The 75th General Convention in June, 2006 directed that the Revised Common Lectionary (RCL) replace the Book of Common Prayer lectionary "effective the First Sunday of Advent 2007; with the provision for continued use of the previous Lectionary for purposes of orderly transition, with the permission of the ecclesiastical authority, until the First Sunday of Advent 2010." The Rt. Rev. Duncan M. Gray, III has indicated to the clergy of the Diocese of Mississippi that the RCL be used in this Diocese. The General Convention of 2000 which initially authorized the trial use of the Revised Common Lectionary (RCL) actually modified the RCL slightly to conform to Episcopal worship needs. In addition, the weekday feasts and fasts are a matter of Episcopal usage and are not supported by the RCL.

Deuteronomy 26:1-11
Psalm 91:1-2, 9-16
Romans 10:8b-13
Luke 4:1-13
Collect of the Day
From the Revised Common Lectionary as Adapted for Use by the Episcopal Church
and Authorized by the 74 th General Convention of the ECUSA

 

 


Jesus, full of the Holy Spirit, returned from the Jordan and was led by the Spirit in the wilderness, where for forty days he was tempted by the devil. He ate nothing at all during those days, and when they were over, he was famished. The devil said to him, “If you are the Son of God, command this stone to become a loaf of bread.” Jesus answered him, “It is written, ‘One does not live by bread alone.’” Then the devil led him up and showed him in an instant all the kingdoms of the world. And the devil said to him, “To you I will give their glory and all this authority; for it has been given over to me, and I give it to anyone I please. If you, then, will worship me, it will all be yours.” Jesus answered him, “It is written, ‘Worship the Lord your God, and serve only him.’” Then the devil took him to Jerusalem, and placed him on the pinnacle of the temple, saying to him, “If you are the Son of God, throw yourself down from here, for it is written, ‘He will command his angels concerning you, to protect you,’ and ‘On their hands they will bear you up, so that you will not dash your foot against a stone.’” Jesus answered him, “It is said, ‘Do not put the Lord your God to the test.’” When the devil had finished every test, he departed from him until an opportune time. ( Luke 4:1-13)
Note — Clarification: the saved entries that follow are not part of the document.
// SPDX-License-Identifier: MIT

//! User model for storage and API.

use crate::error::AppError;
use chrono::{DateTime, Utc};
use serde::{Deserialize, Serialize};
use uuid::Uuid;

/// Cost factor for bcrypt password hashing.
const BCRYPT_COST: u32 = 10;

/// Authentication credential owning a user's identity.
///
/// Tagged by `provider` so a local user always carries a password hash and a
/// Google user never does. The hash stays server-side; API responses go
/// through [`UserResponse`], which omits the credential entirely.
#[derive(Debug, Clone, Serialize, Deserialize)]
#[serde(tag = "provider", rename_all = "lowercase")]
pub enum Credential {
    Local {
        #[serde(rename = "passwordHash")]
        password_hash: String,
    },
    Google {
        #[serde(rename = "googleId")]
        subject: String,
    },
}

/// User profile document (document ID is the `id` field).
#[derive(Debug, Clone, Serialize, Deserialize)]
#[serde(rename_all = "camelCase")]
pub struct User {
    pub id: Uuid,
    /// Unique email address (case-sensitive as stored)
    pub email: String,
    /// Display name, 1-50 characters
    pub full_name: String,
    #[serde(flatten)]
    pub credential: Credential,
    #[serde(default, skip_serializing_if = "Option::is_none")]
    pub bio: Option<String>,
    #[serde(default, skip_serializing_if = "Option::is_none")]
    pub phone: Option<String>,
    #[serde(default, skip_serializing_if = "Option::is_none")]
    pub location: Option<String>,
    #[serde(default)]
    pub skills: Vec<String>,
    #[serde(default, skip_serializing_if = "Option::is_none")]
    pub resume_url: Option<String>,
    /// Creation timestamp, immutable after registration
    pub created_at: DateTime<Utc>,
}

impl User {
    /// Create a local-credential user with a freshly hashed password.
    pub fn new_local(email: &str, full_name: &str, password: &str) -> Result<Self, AppError> {
        let password_hash = hash_password(password)?;
        Ok(Self {
            id: Uuid::new_v4(),
            email: email.to_string(),
            full_name: full_name.to_string(),
            credential: Credential::Local { password_hash },
            bio: None,
            phone: None,
            location: None,
            skills: Vec::new(),
            resume_url: None,
            created_at: Utc::now(),
        })
    }

    /// Create a user from a verified Google identity.
    pub fn new_google(email: &str, full_name: &str, subject: &str) -> Self {
        Self {
            id: Uuid::new_v4(),
            email: email.to_string(),
            full_name: full_name.to_string(),
            credential: Credential::Google {
                subject: subject.to_string(),
            },
            bio: None,
            phone: None,
            location: None,
            skills: Vec::new(),
            resume_url: None,
            created_at: Utc::now(),
        }
    }

    /// Provider name as exposed in API responses.
    pub fn provider(&self) -> &'static str {
        match self.credential {
            Credential::Local { .. } => "local",
            Credential::Google { .. } => "google",
        }
    }

    /// Compare a candidate password against the stored hash.
    ///
    /// Google users have no password, so this is always false for them.
    pub fn verify_password(&self, candidate: &str) -> bool {
        match &self.credential {
            Credential::Local { password_hash } => {
                bcrypt::verify(candidate, password_hash).unwrap_or(false)
            }
            Credential::Google { .. } => false,
        }
    }

    /// Replace the stored password hash with a hash of `plaintext`.
    ///
    /// This is the only code path that writes the hash, so plaintext never
    /// reaches the store and existing hashes are never re-hashed.
    pub fn set_password(&mut self, plaintext: &str) -> Result<(), AppError> {
        self.credential = Credential::Local {
            password_hash: hash_password(plaintext)?,
        };
        Ok(())
    }
}

fn hash_password(plaintext: &str) -> Result<String, AppError> {
    bcrypt::hash(plaintext, BCRYPT_COST)
        .map_err(|e| AppError::Internal(anyhow::anyhow!("Password hashing failed: {}", e)))
}

/// User profile as returned to clients. Never includes the credential.
#[derive(Debug, Serialize)]
#[serde(rename_all = "camelCase")]
pub struct UserResponse {
    pub id: Uuid,
    pub full_name: String,
    pub email: String,
    pub provider: &'static str,
    #[serde(skip_serializing_if = "Option::is_none")]
    pub bio: Option<String>,
    #[serde(skip_serializing_if = "Option::is_none")]
    pub phone: Option<String>,
    #[serde(skip_serializing_if = "Option::is_none")]
    pub location: Option<String>,
    pub skills: Vec<String>,
    #[serde(skip_serializing_if = "Option::is_none")]
    pub resume_url: Option<String>,
    pub created_at: DateTime<Utc>,
}

impl From<&User> for UserResponse {
    fn from(user: &User) -> Self {
        Self {
            id: user.id,
            full_name: user.full_name.clone(),
            email: user.email.clone(),
            provider: user.provider(),
            bio: user.bio.clone(),
            phone: user.phone.clone(),
            location: user.location.clone(),
            skills: user.skills.clone(),
            resume_url: user.resume_url.clone(),
            created_at: user.created_at,
        }
    }
}

/// Compact listing entry for `GET /api/users`.
#[derive(Debug, Serialize)]
#[serde(rename_all = "camelCase")]
pub struct UserSummary {
    pub id: Uuid,
    pub full_name: String,
    pub email: String,
    pub provider: &'static str,
    pub created_at: DateTime<Utc>,
}

impl From<&User> for UserSummary {
    fn from(user: &User) -> Self {
        Self {
            id: user.id,
            full_name: user.full_name.clone(),
            email: user.email.clone(),
            provider: user.provider(),
            created_at: user.created_at,
        }
    }
}

#[cfg(test)]
mod tests {
    use super::*;

    #[test]
    fn test_password_round_trip() {
        let user = User::new_local("a@x.com", "A B", "secret1").unwrap();

        assert!(user.verify_password("secret1"));
        assert!(!user.verify_password("secret2"));
        assert!(!user.verify_password(""));
    }

    #[test]
    fn test_google_user_never_matches_password() {
        let user = User::new_google("g@x.com", "G User", "google-sub-123");

        assert!(!user.verify_password("anything"));
        assert_eq!(user.provider(), "google");
    }

    #[test]
    fn test_set_password_replaces_hash() {
        let mut user = User::new_local("a@x.com", "A B", "oldpassword").unwrap();
        user.set_password("newpassword").unwrap();

        assert!(user.verify_password("newpassword"));
        assert!(!user.verify_password("oldpassword"));
    }

    #[test]
    fn test_credential_tag_round_trip() {
        let user = User::new_local("a@x.com", "A B", "secret1").unwrap();
        let json = serde_json::to_value(&user).unwrap();

        assert_eq!(json["provider"], "local");
        assert!(json["passwordHash"].is_string());

        let back: User = serde_json::from_value(json).unwrap();
        assert!(back.verify_password("secret1"));
    }

    #[test]
    fn test_created_at_serializes_rfc3339() {
        let user = User::new_local("a@x.com", "A B", "secret1").unwrap();
        let json = serde_json::to_value(&user).unwrap();

        let raw = json["createdAt"].as_str().unwrap();
        let parsed: DateTime<Utc> = raw.parse().unwrap();
        assert_eq!(parsed, user.created_at);
    }

    #[test]
    fn test_response_never_carries_hash() {
        let user = User::new_local("a@x.com", "A B", "secret1").unwrap();
        let json = serde_json::to_value(UserResponse::from(&user)).unwrap();

        assert!(json.get("passwordHash").is_none());
        assert!(json.get("password").is_none());
        assert_eq!(json["provider"], "local");
        assert_eq!(json["fullName"], "A B");
    }
}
Take a Left, Then a Right, and There’s God
The Rev. Dr. Bill Stroop

     I am among the most directionally impaired people you will likely ever meet. I can get lost in my own house. But I am also one who stops and asks for directions – all the time. When navigation systems became affordable, I knew I wanted one, because it would make me feel secure that I would get safely to my destination. So when I traded cars a few years ago, I got one with an on board nav system that talks to me and tells me where to turn. And she doesn’t get mad when I goof, she just recalculates the directions and tells me what to do.

     Shortly after I started my ministry here, I went to visit someone on the west side of town – just past Highway 49. I had their address, which I programmed into the nav. The highlighted route led me up Hardy Street to 28 th, where the system told me to turn left. Uh oh. No left turn is allowed there. No problem. I went up to 29 th and made the left, and the nav system compensated nicely. I was safe, and I arrived at my destination on time.

     But that experience reveals a problem with the system. The directions given are dependent on the timeliness and accuracy of the map information contained in the system’s memory. For example, my system does not know of the existence of Highway 49 between Jackson and Yazoo City. So each time I drive to Indianola up Highway 49, the system thinks I am driving through cotton fields, and urges me to turn around and go back to a paved road.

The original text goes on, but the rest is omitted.